# [Task statement]
Each line below containing the word "struct" needs to be shown.
Information given: Begin
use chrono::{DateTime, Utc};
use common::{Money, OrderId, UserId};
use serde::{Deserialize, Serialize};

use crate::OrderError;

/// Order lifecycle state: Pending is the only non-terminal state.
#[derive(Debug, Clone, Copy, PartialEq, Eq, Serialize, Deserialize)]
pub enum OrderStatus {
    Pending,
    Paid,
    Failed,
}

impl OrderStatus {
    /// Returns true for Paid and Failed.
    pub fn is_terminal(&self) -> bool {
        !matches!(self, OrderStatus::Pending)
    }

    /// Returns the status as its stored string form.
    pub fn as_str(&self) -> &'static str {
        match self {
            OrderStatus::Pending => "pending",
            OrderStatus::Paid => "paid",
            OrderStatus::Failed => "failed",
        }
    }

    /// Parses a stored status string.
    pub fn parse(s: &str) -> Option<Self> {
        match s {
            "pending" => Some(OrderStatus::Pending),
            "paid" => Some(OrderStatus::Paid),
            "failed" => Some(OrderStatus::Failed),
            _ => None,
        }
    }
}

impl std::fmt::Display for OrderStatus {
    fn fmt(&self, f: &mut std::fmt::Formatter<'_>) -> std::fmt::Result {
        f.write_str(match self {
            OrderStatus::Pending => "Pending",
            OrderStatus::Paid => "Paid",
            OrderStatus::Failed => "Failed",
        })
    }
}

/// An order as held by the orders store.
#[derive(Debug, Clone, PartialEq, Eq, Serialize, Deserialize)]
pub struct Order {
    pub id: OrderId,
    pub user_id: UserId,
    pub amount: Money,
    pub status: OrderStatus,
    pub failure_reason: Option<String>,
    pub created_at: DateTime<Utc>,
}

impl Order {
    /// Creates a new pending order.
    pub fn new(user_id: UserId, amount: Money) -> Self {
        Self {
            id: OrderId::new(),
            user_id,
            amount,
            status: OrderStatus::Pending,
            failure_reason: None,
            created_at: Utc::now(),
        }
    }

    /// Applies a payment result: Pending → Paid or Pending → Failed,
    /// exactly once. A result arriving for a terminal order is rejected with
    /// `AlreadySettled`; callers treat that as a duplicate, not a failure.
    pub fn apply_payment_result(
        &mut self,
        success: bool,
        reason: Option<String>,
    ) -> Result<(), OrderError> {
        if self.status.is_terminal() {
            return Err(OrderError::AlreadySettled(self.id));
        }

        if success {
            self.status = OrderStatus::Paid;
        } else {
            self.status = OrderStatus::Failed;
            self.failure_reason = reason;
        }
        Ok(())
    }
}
Information given: End
Information given: Begin
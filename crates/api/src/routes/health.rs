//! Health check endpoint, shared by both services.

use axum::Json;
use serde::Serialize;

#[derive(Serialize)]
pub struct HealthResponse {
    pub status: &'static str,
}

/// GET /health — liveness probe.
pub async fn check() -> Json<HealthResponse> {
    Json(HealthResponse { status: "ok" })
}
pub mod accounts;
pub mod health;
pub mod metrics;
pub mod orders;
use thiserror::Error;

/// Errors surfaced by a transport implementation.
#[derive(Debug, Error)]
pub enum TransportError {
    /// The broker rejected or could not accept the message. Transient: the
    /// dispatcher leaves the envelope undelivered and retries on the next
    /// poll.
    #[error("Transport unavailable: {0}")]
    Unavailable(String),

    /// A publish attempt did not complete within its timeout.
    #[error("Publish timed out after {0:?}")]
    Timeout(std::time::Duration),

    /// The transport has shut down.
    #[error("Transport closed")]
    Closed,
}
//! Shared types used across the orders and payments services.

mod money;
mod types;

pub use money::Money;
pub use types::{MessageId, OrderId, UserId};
Information given: End
Information given: Begin
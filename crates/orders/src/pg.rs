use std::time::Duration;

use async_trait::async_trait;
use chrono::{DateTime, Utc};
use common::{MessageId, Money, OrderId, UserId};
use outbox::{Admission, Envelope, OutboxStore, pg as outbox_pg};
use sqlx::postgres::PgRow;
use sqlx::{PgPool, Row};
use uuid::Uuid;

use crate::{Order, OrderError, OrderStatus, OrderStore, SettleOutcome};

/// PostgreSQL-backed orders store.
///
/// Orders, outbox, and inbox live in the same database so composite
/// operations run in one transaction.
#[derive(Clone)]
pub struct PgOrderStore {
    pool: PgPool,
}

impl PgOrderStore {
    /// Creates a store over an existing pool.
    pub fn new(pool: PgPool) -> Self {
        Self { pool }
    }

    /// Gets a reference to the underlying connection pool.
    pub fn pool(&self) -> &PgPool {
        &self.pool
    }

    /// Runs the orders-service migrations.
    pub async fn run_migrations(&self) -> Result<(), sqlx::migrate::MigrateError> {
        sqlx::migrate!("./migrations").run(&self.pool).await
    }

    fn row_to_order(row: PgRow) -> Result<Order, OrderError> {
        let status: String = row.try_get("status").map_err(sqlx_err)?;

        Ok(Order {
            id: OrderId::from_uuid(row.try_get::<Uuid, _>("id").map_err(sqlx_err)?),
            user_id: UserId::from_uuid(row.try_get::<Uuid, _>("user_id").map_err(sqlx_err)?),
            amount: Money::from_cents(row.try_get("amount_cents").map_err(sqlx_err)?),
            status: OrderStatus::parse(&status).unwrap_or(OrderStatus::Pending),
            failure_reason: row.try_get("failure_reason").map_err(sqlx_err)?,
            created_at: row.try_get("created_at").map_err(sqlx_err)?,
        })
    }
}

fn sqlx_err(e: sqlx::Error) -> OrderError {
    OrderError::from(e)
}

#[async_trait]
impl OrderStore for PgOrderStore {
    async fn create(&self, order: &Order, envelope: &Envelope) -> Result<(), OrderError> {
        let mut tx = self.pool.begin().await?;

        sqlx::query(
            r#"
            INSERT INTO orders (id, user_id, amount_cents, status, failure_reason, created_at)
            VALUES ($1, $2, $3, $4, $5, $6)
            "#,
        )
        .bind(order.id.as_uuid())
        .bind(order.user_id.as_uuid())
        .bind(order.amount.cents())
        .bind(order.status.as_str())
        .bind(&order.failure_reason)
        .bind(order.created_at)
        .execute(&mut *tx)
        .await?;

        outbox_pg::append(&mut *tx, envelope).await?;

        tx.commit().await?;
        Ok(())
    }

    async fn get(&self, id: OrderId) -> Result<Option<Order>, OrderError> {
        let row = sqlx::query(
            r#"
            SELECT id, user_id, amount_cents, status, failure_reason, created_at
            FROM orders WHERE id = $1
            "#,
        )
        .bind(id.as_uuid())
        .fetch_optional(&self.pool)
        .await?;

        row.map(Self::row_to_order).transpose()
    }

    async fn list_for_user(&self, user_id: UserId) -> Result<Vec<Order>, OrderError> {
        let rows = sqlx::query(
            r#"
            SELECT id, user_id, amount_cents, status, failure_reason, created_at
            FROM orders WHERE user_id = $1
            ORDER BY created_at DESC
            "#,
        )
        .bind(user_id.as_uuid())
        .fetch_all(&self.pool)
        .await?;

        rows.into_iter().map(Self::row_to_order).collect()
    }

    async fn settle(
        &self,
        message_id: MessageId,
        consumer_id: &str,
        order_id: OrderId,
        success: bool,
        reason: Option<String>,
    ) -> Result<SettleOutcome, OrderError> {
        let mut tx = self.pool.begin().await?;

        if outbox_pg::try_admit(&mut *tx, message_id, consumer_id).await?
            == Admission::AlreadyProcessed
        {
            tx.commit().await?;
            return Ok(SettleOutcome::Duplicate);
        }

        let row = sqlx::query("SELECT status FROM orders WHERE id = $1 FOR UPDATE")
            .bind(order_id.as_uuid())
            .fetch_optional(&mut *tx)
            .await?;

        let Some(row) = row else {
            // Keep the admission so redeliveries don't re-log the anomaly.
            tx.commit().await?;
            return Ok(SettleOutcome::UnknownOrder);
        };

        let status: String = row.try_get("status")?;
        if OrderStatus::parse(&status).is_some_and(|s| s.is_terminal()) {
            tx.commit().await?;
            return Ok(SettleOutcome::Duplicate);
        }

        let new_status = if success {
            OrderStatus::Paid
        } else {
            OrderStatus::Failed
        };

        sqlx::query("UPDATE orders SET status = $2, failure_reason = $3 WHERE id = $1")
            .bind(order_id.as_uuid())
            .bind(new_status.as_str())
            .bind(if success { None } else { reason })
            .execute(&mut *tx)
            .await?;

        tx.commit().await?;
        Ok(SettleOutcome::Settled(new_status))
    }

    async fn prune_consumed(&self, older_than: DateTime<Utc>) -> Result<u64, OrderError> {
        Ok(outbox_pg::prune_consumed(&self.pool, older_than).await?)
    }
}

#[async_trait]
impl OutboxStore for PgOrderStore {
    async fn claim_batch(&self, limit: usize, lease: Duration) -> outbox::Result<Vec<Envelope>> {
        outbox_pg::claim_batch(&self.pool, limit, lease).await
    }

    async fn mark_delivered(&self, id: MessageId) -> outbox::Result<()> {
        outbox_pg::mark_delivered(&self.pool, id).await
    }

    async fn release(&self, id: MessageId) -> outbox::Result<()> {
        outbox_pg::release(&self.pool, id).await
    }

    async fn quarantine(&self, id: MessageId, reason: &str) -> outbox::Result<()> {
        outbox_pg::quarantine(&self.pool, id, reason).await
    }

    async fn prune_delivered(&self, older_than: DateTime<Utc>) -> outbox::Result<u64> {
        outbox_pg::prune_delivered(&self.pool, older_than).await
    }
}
Information given: End
# [Task answer]
pub struct Order {
pub struct HealthResponse {
pub struct PgOrderStore {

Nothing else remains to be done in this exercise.